In vitro regeneration of four Hypoxis species and transformation of Camelina sativa and Crambe abyssinica

Abstract: The advance of science and biotechnology has made it possible to prevent the complete loss of plant species by providing propagation methods that are fast and can result in the mass production of exact copies of the targeted plant species. Genetic transformation has become a useful instrument in the introduction of new traits to plants such as increased yield and disease resistance. In this study potential in vitro regeneration protocols for four Hypoxis species were successfully developed.

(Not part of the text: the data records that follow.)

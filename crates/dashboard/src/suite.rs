//! 시나리오 실행기
//!
//! 시나리오는 고정된 순서로 하나씩 실행됩니다. 한 시나리오의 실패는 그
//! 시나리오만 끝내며 나머지는 계속 실행됩니다.
//!
//! # 사용 예시
//! ```ignore
//! let suite = Suite::new(JujuCliClient::from_config(&config.model), config).await?;
//! let report = suite.run(&[]).await?;
//! assert!(report.is_success());
//! ```

use std::fmt;
use std::time::Instant;

use serde::Serialize;
use tracing::{error, info};

use dashprobe_core::config::DashprobeConfig;
use dashprobe_core::metrics as m;
use dashprobe_model::ModelClient;

use crate::context::SuiteContext;
use crate::error::DashboardError;
use crate::saml::SamlCheck;
use crate::{keys, login, probe, saml, users};

/// 검증 시나리오
#[derive(Debug, Clone, Copy, PartialEq, Eq, Hash, Serialize)]
#[serde(rename_all = "snake_case")]
pub enum Scenario {
    /// 정확히 하나의 활성 유닛과 나머지 리다이렉트
    DashboardUnits,
    /// 사용자 생성과 중복 거부
    CreateUser,
    /// 새 사용자로 REST API 로그인
    AccessDashboard,
    /// 동반 서비스의 config-key 존재
    CephKeys,
    /// SAML SSO
    Saml,
}

impl Scenario {
    /// 실행 순서대로 나열한 전체 시나리오
    pub const ALL: [Scenario; 5] = [
        Scenario::DashboardUnits,
        Scenario::CreateUser,
        Scenario::AccessDashboard,
        Scenario::CephKeys,
        Scenario::Saml,
    ];

    pub fn name(&self) -> &'static str {
        match self {
            Self::DashboardUnits => "dashboard_units",
            Self::CreateUser => "create_user",
            Self::AccessDashboard => "access_dashboard",
            Self::CephKeys => "ceph_keys",
            Self::Saml => "saml",
        }
    }

    /// 이름으로 시나리오를 찾습니다. `-`와 `_`를 구분하지 않습니다.
    pub fn from_name(name: &str) -> Option<Self> {
        let normalized = name.trim().replace('-', "_");
        Self::ALL.into_iter().find(|s| s.name() == normalized)
    }

    /// 필터에 해당하는 시나리오를 실행 순서대로 반환합니다. 빈 필터는 전체입니다.
    pub fn select<S: AsRef<str>>(filter: &[S]) -> Result<Vec<Self>, DashboardError> {
        if filter.is_empty() {
            return Ok(Self::ALL.to_vec());
        }
        let mut wanted = Vec::with_capacity(filter.len());
        for name in filter {
            let scenario = Self::from_name(name.as_ref()).ok_or_else(|| {
                DashboardError::UnknownScenario {
                    name: name.as_ref().to_owned(),
                    known: Self::ALL.map(|s| s.name()).join(", "),
                }
            })?;
            wanted.push(scenario);
        }
        Ok(Self::ALL
            .into_iter()
            .filter(|s| wanted.contains(s))
            .collect())
    }
}

impl fmt::Display for Scenario {
    fn fmt(&self, f: &mut fmt::Formatter<'_>) -> fmt::Result {
        f.write_str(self.name())
    }
}

/// 시나리오 결과
#[derive(Debug, Clone, PartialEq, Eq, Serialize)]
#[serde(tag = "status", rename_all = "snake_case")]
pub enum Outcome {
    Passed,
    Skipped { reason: String },
    Failed { message: String },
}

impl Outcome {
    fn label(&self) -> &'static str {
        match self {
            Self::Passed => "passed",
            Self::Skipped { .. } => "skipped",
            Self::Failed { .. } => "failed",
        }
    }
}

impl fmt::Display for Outcome {
    fn fmt(&self, f: &mut fmt::Formatter<'_>) -> fmt::Result {
        match self {
            Self::Passed => write!(f, "passed"),
            Self::Skipped { reason } => write!(f, "skipped: {reason}"),
            Self::Failed { message } => write!(f, "failed: {message}"),
        }
    }
}

/// 시나리오 하나의 보고서
#[derive(Debug, Clone, Serialize)]
pub struct ScenarioReport {
    pub name: String,
    pub outcome: Outcome,
    pub duration_ms: u64,
}

/// 스위트 전체 보고서
#[derive(Debug, Clone, Default, Serialize)]
pub struct SuiteReport {
    pub scenarios: Vec<ScenarioReport>,
    pub passed: usize,
    pub failed: usize,
    pub skipped: usize,
}

impl SuiteReport {
    fn push(&mut self, report: ScenarioReport) {
        match report.outcome {
            Outcome::Passed => self.passed += 1,
            Outcome::Skipped { .. } => self.skipped += 1,
            Outcome::Failed { .. } => self.failed += 1,
        }
        self.scenarios.push(report);
    }

    /// 실패한 시나리오가 없으면 `true`
    pub fn is_success(&self) -> bool {
        self.failed == 0
    }
}

/// 시나리오 스위트
pub struct Suite<M> {
    ctx: SuiteContext<M>,
}

impl<M: ModelClient> Suite<M> {
    /// CA 인증서와 HTTP 클라이언트를 준비해 스위트를 만듭니다.
    pub async fn new(model: M, config: DashprobeConfig) -> Result<Self, DashboardError> {
        Ok(Self::from_context(SuiteContext::build(model, config).await?))
    }

    pub fn from_context(ctx: SuiteContext<M>) -> Self {
        Self { ctx }
    }

    pub fn context(&self) -> &SuiteContext<M> {
        &self.ctx
    }

    /// 필터에 해당하는 시나리오를 순서대로 실행합니다.
    ///
    /// 알 수 없는 시나리오 이름은 아무것도 실행하기 전에 에러가 됩니다.
    pub async fn run<S: AsRef<str>>(&self, filter: &[S]) -> Result<SuiteReport, DashboardError> {
        let scenarios = Scenario::select(filter)?;
        let mut report = SuiteReport::default();
        for scenario in scenarios {
            report.push(self.run_scenario(scenario).await);
        }
        info!(
            passed = report.passed,
            failed = report.failed,
            skipped = report.skipped,
            "suite finished"
        );
        Ok(report)
    }

    /// 시나리오 하나를 실행하고 보고서를 만듭니다.
    pub async fn run_scenario(&self, scenario: Scenario) -> ScenarioReport {
        info!(scenario = %scenario, "scenario started");
        let started = Instant::now();

        let outcome = match self.execute(scenario).await {
            Ok(outcome) => outcome,
            Err(DashboardError::Assertion { message, .. }) => Outcome::Failed { message },
            Err(e) => Outcome::Failed {
                message: e.to_string(),
            },
        };
        let duration_ms = u64::try_from(started.elapsed().as_millis()).unwrap_or(u64::MAX);

        match &outcome {
            Outcome::Failed { message } => {
                error!(scenario = %scenario, duration_ms, error = %message, "scenario failed");
            }
            other => info!(scenario = %scenario, duration_ms, outcome = %other, "scenario finished"),
        }
        metrics::counter!(m::SCENARIOS_TOTAL, m::LABEL_RESULT => outcome.label()).increment(1);

        ScenarioReport {
            name: scenario.name().to_owned(),
            outcome,
            duration_ms,
        }
    }

    async fn execute(&self, scenario: Scenario) -> Result<Outcome, DashboardError> {
        let ctx = &self.ctx;
        match scenario {
            Scenario::DashboardUnits => {
                probe::verify_topology(ctx).await?;
            }
            Scenario::CreateUser => users::check_create_user(ctx).await?,
            Scenario::AccessDashboard => {
                let url = probe::require_active_endpoint(ctx, scenario.name()).await?;
                login::access_dashboard(ctx, &url).await?;
            }
            Scenario::CephKeys => {
                keys::check_expected_keys(ctx.model(), ctx.application()).await?;
            }
            Scenario::Saml => {
                if let SamlCheck::Skipped { release, minimum } = saml::check_saml(ctx).await? {
                    return Ok(Outcome::Skipped {
                        reason: format!("release {release} is older than {minimum}"),
                    });
                }
            }
        }
        Ok(Outcome::Passed)
    }
}

#[cfg(test)]
mod tests {
    use super::*;

    #[test]
    fn scenarios_have_fixed_order() {
        let names: Vec<&str> = Scenario::ALL.iter().map(Scenario::name).collect();
        assert_eq!(
            names,
            vec!["dashboard_units", "create_user", "access_dashboard", "ceph_keys", "saml"]
        );
    }

    #[test]
    fn names_accept_dashes() {
        assert_eq!(Scenario::from_name("ceph-keys"), Some(Scenario::CephKeys));
        assert_eq!(Scenario::from_name("saml"), Some(Scenario::Saml));
        assert_eq!(Scenario::from_name("nope"), None);
    }

    #[test]
    fn select_keeps_execution_order() {
        let selected = Scenario::select(&["saml", "dashboard_units"]).unwrap();
        assert_eq!(selected, vec![Scenario::DashboardUnits, Scenario::Saml]);
        let empty: [&str; 0] = [];
        assert_eq!(Scenario::select(&empty).unwrap().len(), 5);
    }

    #[test]
    fn select_rejects_unknown_names() {
        let err = Scenario::select(&["dashboard_units", "bogus"]).unwrap_err();
        match err {
            DashboardError::UnknownScenario { name, known } => {
                assert_eq!(name, "bogus");
                assert!(known.contains("create_user"));
            }
            other => panic!("unexpected: {other:?}"),
        }
    }

    #[test]
    fn report_counts_outcomes() {
        let mut report = SuiteReport::default();
        for outcome in [
            Outcome::Passed,
            Outcome::Failed {
                message: "x".to_owned(),
            },
            Outcome::Skipped {
                reason: "old".to_owned(),
            },
            Outcome::Passed,
        ] {
            report.push(ScenarioReport {
                name: "s".to_owned(),
                outcome,
                duration_ms: 1,
            });
        }
        assert_eq!((report.passed, report.failed, report.skipped), (2, 1, 1));
        assert!(!report.is_success());
    }

    #[test]
    fn outcome_serializes_with_status_tag() {
        let json = serde_json::to_value(Outcome::Failed {
            message: "boom".to_owned(),
        })
        .unwrap();
        assert_eq!(json, serde_json::json!({"status": "failed", "message": "boom"}));
    }
}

Efficient indirect regeneration (100% with 8 shoots per explant) of Hypoxis filiformis was obtained when corm explants were directly cultured in MS supplemented with 1 mg/l NAA. However, the highest mean number of shoots per explant (17) was obtained in basal MS supplemented with 3 mg/l kinetin. Efficient direct regeneration of H. acuminata (100% with 2 shoots per explant) was achieved in corm explants cultured with a piece of shoot attached in MS supplemented with 3 mg/l kinetin. Up to 30% and 21% seed germination was obtained in H. argentea and H. filiformis respectively, when seed coats were crushed before culturing in half-strength MS without PGRs. In addition, the use of activated charcoal and 0.1% mercuric chloride, respectively, helped in controlling the build-up of phenolic exudates in the medium and infection of explants and shoots by endogenous micro-organisms. Agrobacterium-mediated transformation of Camelina sativa and Crambe abyssinica flowers by vacuum infiltration with three gene constructs: AtHb2. BvHb2, and vhb in camelina; and the FWS 3-1 vector harbouring three genes: ScFAR, ScWS, and DsRed in crambe failed to produce transgenic seeds.